Physical characteristics

Interconnecting, porous PLLA coatings were created using ammonium bicarbonate as the salt leaching/gas foaming agent. Dimensions and physical characteristics of small and large pore coatings are outlined in Table II. Both small and large pore coatings were ~90% porous. Pores were oblong-shaped: small pore dimensions were 36 ± 2 μm major axis by 22 ± 1 μm minor axis; large pore dimensions were 172 ± 13 μm major axis by 84 ± 7 μm minor axis. Gas chromatography mass spectroscopy showed no traces of lactic acid in aliquots taken from PBS solutions used to soak small pore or large pore coatings for 0, 8, or 42 days at 37°C. These results indicate that PLLA tubes had not released any monomer over 6 weeks.

TABLE II.

Physical Characteristics of Porous PLLA Coatings

% Porosity Apparent Density (g/cm3) Hydration Time (h) Hydrated Pore Size (μm) Hydrated Coating Thickness (μm)
Small pore coating 91 ± 1 0.11 ± 0.01 6 36 ± 2 (major axis) 46 ± 3
22 ± 1 (minor axis)
Large pore coating 86 ± 1 0.15 ± 0.01 24 172 ± 13 (major axis) 573 ± 30
84 ± 7 (minor axis)

Data presented as mean ± SE.

Cytotoxicity

There was no significant difference between the negative control HDPE and porous PLLA sheet (p > 0.05). Overall, fibroblasts were well adhered to the tissue-culture plate, with well-defined and spread bodies. Both materials had median scores of 1, corresponding to slight reactivity and therefore met the USP requirements of the test for being noncytotoxic.32 In contrast, the positive control latex specimens received a median score of 4, resulting in a p < 0.01 difference between latex and the other materials. Severe reactivity to the latex material was evident by the reduced cell body size, the contracted, spherical-like cell morphology, and the detachment of many cells from the tissue culture well.

Polymer hydration

Small pore coatings hydrated within 6 h, whereas large pore coatings took ~24 h as determined by regularly challenging coated sensors soaking in PBS to a 400 mg/dL glucose solution and comparing coated sensor signal to that of a bare sensor signal at the same glucose concentration (data not shown).

Sensor response

Sensors with fully hydrated porous coatings were immersed in a series of PBS solutions with step changes in glucose concentration. Table III compares the time for sensors to reach 90% of the steady state current for bare sensors and sensors with either small or large pore coatings. Sensors with thin, small pore coatings responded to glucose challenges with lag times comparable to bare sensors, whereas the thicker large pore coatings significantly increased the time required for sensors to fully reach 90% of the steady state current.

TABLE III.

Time (min) for Sensors to Reach 90% Steady State Current in Response to Step Changes in Glucose Concentration

Time (min) to Reach 90% Steady State Current
0 → 100a 100 → 200a 200 → 400a 400 → 0a
Bare sensor (n = 8) 2 ± 0 2 ± 0 2 ± 0 15 ± 1
Small pore coating (n = 4) 3 ± 1 3 ± 0 4 ± 0 13 ± 3
Large pore coating (n = 4) 13 ± 3 20 ± 1 26 ± 1 >45b

Data presented as mean ± SE.

a

Glucose challenge (mg/dL).

b

Time exceeded the experimental time interval.

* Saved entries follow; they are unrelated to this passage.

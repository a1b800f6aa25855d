//! Small shared pieces: cooperative cancellation, future timeouts,
//! single-flight locking, and descriptor/stream adaptation.

use crate::error::{CoreError, CoreResult, ErrorKind};
use smol::future::FutureExt;
use smol::Timer;
use std::future::Future;
use std::sync::atomic::{AtomicBool, Ordering};
use std::sync::Arc;
use std::time::Duration;

/// Cooperative cancellation token.  Long-running operations check it at
/// their suspension points.
#[derive(Clone, Debug, Default)]
pub struct CancelToken {
    flag: Arc<AtomicBool>,
}

impl CancelToken {
    pub fn new() -> Self {
        Self::default()
    }

    pub fn cancel(&self) {
        self.flag.store(true, Ordering::SeqCst);
    }

    pub fn is_cancelled(&self) -> bool {
        self.flag.load(Ordering::SeqCst)
    }

    pub fn check(&self) -> CoreResult<()> {
        if self.is_cancelled() {
            Err(CoreError::new(ErrorKind::Cancelled, "operation cancelled"))
        } else {
            Ok(())
        }
    }
}

/// Race a future against a deadline; the loser is dropped, which runs
/// its cleanup handlers.
pub async fn timeout<T, F>(limit: Duration, what: &str, fut: F) -> CoreResult<T>
where
    F: Future<Output = CoreResult<T>>,
{
    fut.or(async {
        Timer::after(limit).await;
        Err(CoreError::new(
            ErrorKind::Timeout,
            format!("{what} timed out after {limit:?}"),
        ))
    })
    .await
}

/// Try-acquire single-flight lock.  Unlike a mutex guard this is Send
/// and may be held across await points; contenders are told to retry
/// rather than queued.
#[derive(Debug, Default)]
pub struct FlightLock {
    busy: AtomicBool,
}

pub struct FlightGuard<'a> {
    lock: &'a FlightLock,
}

impl FlightLock {
    pub fn new() -> Self {
        Self::default()
    }

    pub fn try_acquire(&self) -> Option<FlightGuard> {
        if self
            .busy
            .compare_exchange(false, true, Ordering::SeqCst, Ordering::SeqCst)
            .is_ok()
        {
            Some(FlightGuard { lock: self })
        } else {
            None
        }
    }

    pub fn is_held(&self) -> bool {
        self.busy.load(Ordering::SeqCst)
    }
}

impl Drop for FlightGuard<'_> {
    fn drop(&mut self) {
        self.lock.busy.store(false, Ordering::SeqCst);
    }
}

/// Adapt a connected socketpair descriptor into an async stream so a
/// splice task can own it.
#[cfg(unix)]
pub fn fd_to_async_stream(
    fd: filedescriptor::FileDescriptor,
) -> anyhow::Result<smol::Async<std::os::unix::net::UnixStream>> {
    use std::os::unix::io::{FromRawFd, IntoRawFd};
    let stream = unsafe { std::os::unix::net::UnixStream::from_raw_fd(fd.into_raw_fd()) };
    Ok(smol::Async::new(stream)?)
}

#[cfg(windows)]
pub fn fd_to_async_stream(
    fd: filedescriptor::FileDescriptor,
) -> anyhow::Result<smol::Async<std::net::TcpStream>> {
    use std::os::windows::io::{FromRawSocket, IntoRawSocket};
    let stream = unsafe { std::net::TcpStream::from_raw_socket(fd.into_raw_socket()) };
    Ok(smol::Async::new(stream)?)
}

#[cfg(test)]
mod test {
    use super::*;

    #[test]
    fn flight_lock_excludes() {
        let lock = FlightLock::new();
        let guard = lock.try_acquire().expect("first acquire");
        assert!(lock.try_acquire().is_none());
        drop(guard);
        assert!(lock.try_acquire().is_some());
    }

    #[test]
    fn cancel_token_reports() {
        let token = CancelToken::new();
        assert!(token.check().is_ok());
        token.cancel();
        let err = token.check().unwrap_err();
        assert_eq!(err.kind, ErrorKind::Cancelled);
    }

    #[test]
    fn timeout_fires() {
        let result: CoreResult<()> = smol::block_on(timeout(
            Duration::from_millis(10),
            "sleepy op",
            async {
                Timer::after(Duration::from_secs(5)).await;
                Ok(())
            },
        ));
        assert_eq!(result.unwrap_err().kind, ErrorKind::Timeout);
    }

    #[test]
    fn timeout_passes_through() {
        let result = smol::block_on(timeout(
            Duration::from_secs(5),
            "quick op",
            async { Ok(42usize) },
        ));
        assert_eq!(result.unwrap(), 42);
    }
}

Calibration curves were generated for sensors at 37°C in unstirred PBS solutions using glucose concentrations covering the normally accepted operation range of 0–400 mg/dL. All sensors maintained a linear response from 0 to 400 mg/dL glucose (r2 > 0.99) with the linearity and sensitivity of the bare and small pore coated sensors being nearly identical (Table IV). However, sensors coated with large pore coatings were slightly less linear and showed a 25% increase in sensitivity when compared with bare sensors.

TABLE IV.

Sensor Linearity and Sensitivity for 0–400 mg/dL Glucose Calibration

Linear Correlation Coefficient, r2 Sensitivity to Glucose [nA/(mg/dL glucose)]
Bare sensor (n = 8) 0.999 0.198 ± 0.003
Small pore coatings (n = 4) 0.999 0.201 ± 0.003
Large pore coatings (n = 4) 0.995 0.247 ± 0.010

Data presented as mean ± SE.

In vivo studies

Based on the in vitro results listed in Tables IIIV, only small pore coatings (~30-μm pores) were used for further in vivo testing.

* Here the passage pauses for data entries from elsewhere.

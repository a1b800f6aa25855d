//! The public face of a transport.  A [`Session`] is a cheap handle
//! over the transport thread's request queue; every operation posts a
//! typed request and waits for a typed reply, so callers see real
//! [`SshError`]s instead of a silently dropped reply channel.
//!
//! Chain hops compose here: [`Session::connect_via`] turns a tunnel on
//! an existing transport into the byte stream a new transport
//! negotiates over, which is how a bastion chain is built one link at
//! a time.

use crate::auth::SecretPrompts;
use crate::config::{SessionConfig, Stream};
use crate::error::SshError;
use crate::pty::{OpenShell, RemoteChild, RemotePty, ResizeShell};
use crate::sftp::{FileOp, Sftp};
use crate::transport::{ChannelId, ListenerId, TransportTask};
use filedescriptor::{socketpair, FileDescriptor};
use parking_lot::Mutex;
use portable_pty::PtySize;
use std::collections::HashMap;
use std::io::Write;
use std::sync::Arc;

#[derive(Debug)]
pub enum SessionEvent {
    Banner(Option<String>),
    /// Connection setup needs secret material (a password, a key
    /// passphrase, keyboard-interactive answers).  The consumer fills
    /// the prompts from its vault or from the user.
    NeedSecret(SecretPrompts),
    /// Trust-on-first-use recorded a new host key.
    HostKeyRecorded { fingerprint: String },
    /// Setup failed; the transport thread is gone.
    Failed(SshError),
    /// Authenticated and ready for channel traffic.
    Ready,
}

/// Wakes the transport thread out of its poll sleep when a request
/// lands on the queue.
pub(crate) struct Doorbell {
    pipe: Mutex<FileDescriptor>,
}

impl Doorbell {
    pub fn ring(&self) {
        let _ = self.pipe.lock().write(b"!");
    }
}

impl std::fmt::Debug for Doorbell {
    fn fmt(&self, fmt: &mut std::fmt::Formatter) -> std::fmt::Result {
        write!(fmt, "Doorbell")
    }
}

/// Posting side of the transport's request queue.  The queue is
/// unbounded so a post never blocks; the doorbell makes the thread
/// notice it promptly.
#[derive(Clone, Debug)]
pub(crate) struct RequestQueue {
    tx: flume::Sender<Request>,
    bell: Arc<Doorbell>,
}

impl RequestQueue {
    pub fn post(&self, req: Request) -> anyhow::Result<()> {
        self.tx
            .send(req)
            .map_err(|_| anyhow::anyhow!("transport thread is gone"))?;
        self.bell.ring();
        Ok(())
    }
}

pub(crate) enum Request {
    OpenShell(OpenShell),
    ResizeShell(ResizeShell),
    RunCommand(RunCommand),
    OpenTunnel(OpenTunnel),
    BindRemote(BindRemote),
    ReleaseBinding(ReleaseBinding),
    Probe(Probe),
    Hangup(Hangup),
    Files(FileOp),
}

pub(crate) struct RunCommand {
    pub command: String,
    pub env: Option<HashMap<String, String>>,
    pub reply: flume::Sender<Result<CommandStreams, SshError>>,
}

pub(crate) struct OpenTunnel {
    pub host: String,
    pub port: u16,
    pub reply: flume::Sender<Result<Tunnel, SshError>>,
}

pub(crate) struct BindRemote {
    pub bind_host: String,
    pub port: u16,
    pub announce: flume::Sender<Tunnel>,
    pub reply: flume::Sender<Result<(ListenerId, u16), SshError>>,
}

pub(crate) struct ReleaseBinding {
    pub listener_id: ListenerId,
    pub done: flume::Sender<()>,
}

pub(crate) struct Probe {
    pub reply: flume::Sender<Result<(), SshError>>,
}

pub(crate) struct Hangup {
    pub channel: ChannelId,
}

/// The near end of a direct-tcpip channel: one duplex descriptor
/// carrying the channel's bytes.  Dropping it hangs the channel up
/// once the transport drains what is pending.
#[derive(Debug)]
pub struct Tunnel {
    pub(crate) id: ChannelId,
    pub(crate) fd: FileDescriptor,
}

impl Tunnel {
    pub fn channel_id(&self) -> usize {
        self.id
    }

    /// Take the descriptor, e.g. to hand it to a splice task or to a
    /// nested transport.
    pub fn into_fd(self) -> FileDescriptor {
        self.fd
    }
}

/// Streams of a one-shot remote command: stdin/stdout share the duplex
/// descriptor, stderr has its own.
#[derive(Debug)]
pub struct CommandStreams {
    pub io: FileDescriptor,
    pub stderr: FileDescriptor,
    pub child: RemoteChild,
}

/// A remote-bind on the peer.  Announced inbound channels arrive on
/// `announced`; `release` withdraws the bind.
pub struct RemoteBinding {
    pub(crate) listener_id: ListenerId,
    pub bound_port: u16,
    pub announced: flume::Receiver<Tunnel>,
    pub(crate) queue: RequestQueue,
}

impl RemoteBinding {
    pub async fn release(self) -> anyhow::Result<()> {
        let (done, rx) = flume::bounded(1);
        self.queue.post(Request::ReleaseBinding(ReleaseBinding {
            listener_id: self.listener_id,
            done,
        }))?;
        rx.recv_async().await.ok();
        Ok(())
    }
}

#[derive(Clone)]
pub struct Session {
    queue: RequestQueue,
}

impl Session {
    /// Spawn the transport thread.  Setup progress (banner, secret
    /// prompts, host-key recording) streams from the event receiver;
    /// [`SessionEvent::Ready`] marks the transport open for channels
    /// and [`SessionEvent::Failed`] carries the typed reason when it
    /// is not.
    pub fn connect(config: SessionConfig) -> anyhow::Result<(Self, flume::Receiver<SessionEvent>)> {
        let (events_tx, events_rx) = flume::bounded(16);
        let (mut bell_write, mut bell_read) = socketpair()?;
        bell_write.set_non_blocking(true)?;
        bell_read.set_non_blocking(true)?;

        let (req_tx, req_rx) = flume::unbounded();
        let queue = RequestQueue {
            tx: req_tx,
            bell: Arc::new(Doorbell {
                pipe: Mutex::new(bell_write),
            }),
        };

        let thread_name = format!("ssh:{}", config.remote_address());
        let task = TransportTask::new(config, events_tx, req_rx, queue.clone(), bell_read);
        std::thread::Builder::new()
            .name(thread_name)
            .spawn(move || task.run())?;

        Ok((Self { queue }, events_rx))
    }

    /// One hop of a bastion chain: open a tunnel on `parent` to the
    /// target's address, then negotiate a fresh transport over that
    /// tunnel's descriptor.
    pub async fn connect_via(
        parent: &Session,
        mut config: SessionConfig,
    ) -> anyhow::Result<(Self, flume::Receiver<SessionEvent>)> {
        let tunnel = parent
            .open_tunnel(&config.hostname, config.port)
            .await?;
        config.stream = Stream::Fd(tunnel.into_fd());
        Self::connect(config)
    }

    /// Interactive shell (or, with `command`, a command under a pty).
    pub async fn open_shell(
        &self,
        term: &str,
        dims: PtySize,
        command: Option<&str>,
    ) -> anyhow::Result<(RemotePty, RemoteChild)> {
        let (reply, rx) = flume::bounded(1);
        self.queue.post(Request::OpenShell(OpenShell {
            term: term.to_string(),
            dims,
            command: command.map(String::from),
            reply,
        }))?;
        Ok(rx.recv_async().await??)
    }

    /// Run a command without a pty; stdout rides the duplex stream,
    /// stderr separately.
    pub async fn run(
        &self,
        command: &str,
        env: Option<HashMap<String, String>>,
    ) -> anyhow::Result<CommandStreams> {
        let (reply, rx) = flume::bounded(1);
        self.queue.post(Request::RunCommand(RunCommand {
            command: command.to_string(),
            env,
            reply,
        }))?;
        Ok(rx.recv_async().await??)
    }

    /// Direct-tcpip channel to `host:port` as seen from the server;
    /// the building block for forwards, SOCKS connections and nested
    /// transports.
    pub async fn open_tunnel(&self, host: &str, port: u16) -> anyhow::Result<Tunnel> {
        let (reply, rx) = flume::bounded(1);
        self.queue.post(Request::OpenTunnel(OpenTunnel {
            host: host.to_string(),
            port,
            reply,
        }))?;
        Ok(rx.recv_async().await??)
    }

    /// Ask the peer to listen on `bind_host:port` and announce every
    /// inbound connection back to us.
    pub async fn bind_remote(&self, bind_host: &str, port: u16) -> anyhow::Result<RemoteBinding> {
        let (announce, announced) = flume::unbounded();
        let (reply, rx) = flume::bounded(1);
        self.queue.post(Request::BindRemote(BindRemote {
            bind_host: bind_host.to_string(),
            port,
            announce,
            reply,
        }))?;
        let (listener_id, bound_port) = rx.recv_async().await??;
        Ok(RemoteBinding {
            listener_id,
            bound_port,
            announced,
            queue: self.queue.clone(),
        })
    }

    /// One liveness probe.  An error means the transport could not
    /// carry it; silence accounting is the caller's job.
    pub async fn probe(&self) -> anyhow::Result<()> {
        let (reply, rx) = flume::bounded(1);
        self.queue.post(Request::Probe(Probe { reply }))?;
        rx.recv_async().await??;
        Ok(())
    }

    /// Tear down a single channel without touching the transport.
    pub fn hangup(&self, channel: usize) -> anyhow::Result<()> {
        self.queue.post(Request::Hangup(Hangup { channel }))
    }

    /// Filesystem handle; the sftp subsystem initializes lazily on the
    /// first operation.
    pub fn sftp(&self) -> Sftp {
        Sftp {
            queue: self.queue.clone(),
        }
    }
}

Histological analysis of fully subcutaneously implanted nonfunctional sensor strips

To confirm that texturing had the desired effect on the surrounding tissue, nonfunctional sensor strips (devoid of glucose oxidase layer) with and without porous coatings were fully implanted in the rat dorsal subcutis for 3 weeks.

Figure 4(a) shows a dense cellular layer, ~40-μm-thick regions, immediately adjacent where the bare sensor-strip resided in the tissue for 3 weeks. Surrounding this cellular layer was avascular tissue, with large deposits of collagen. Figure 4(b) shows tissue surrounding a porous coated sensor strip, characterized by vascularized tissue dispersed with collagen deposits. The porous coated sensor lacked a distinct layer of cells adjacent to the sensor surface; however, cell infiltration, tissue in-growth, and several microvessels were observed within the space between the polymer coating and sensor surface. Degradation of polymer coating thickness by at least 50%, as well as fragmentation of the coating was also evident.

Figure 4.

Figure 4

Tissue response surrounding a fully subcutaneously implanted nonfunctional sensor strip after 3 weeks: (a) bare and (b) porous coated. Arrows denote blood vessels; Masson's trichrome stain.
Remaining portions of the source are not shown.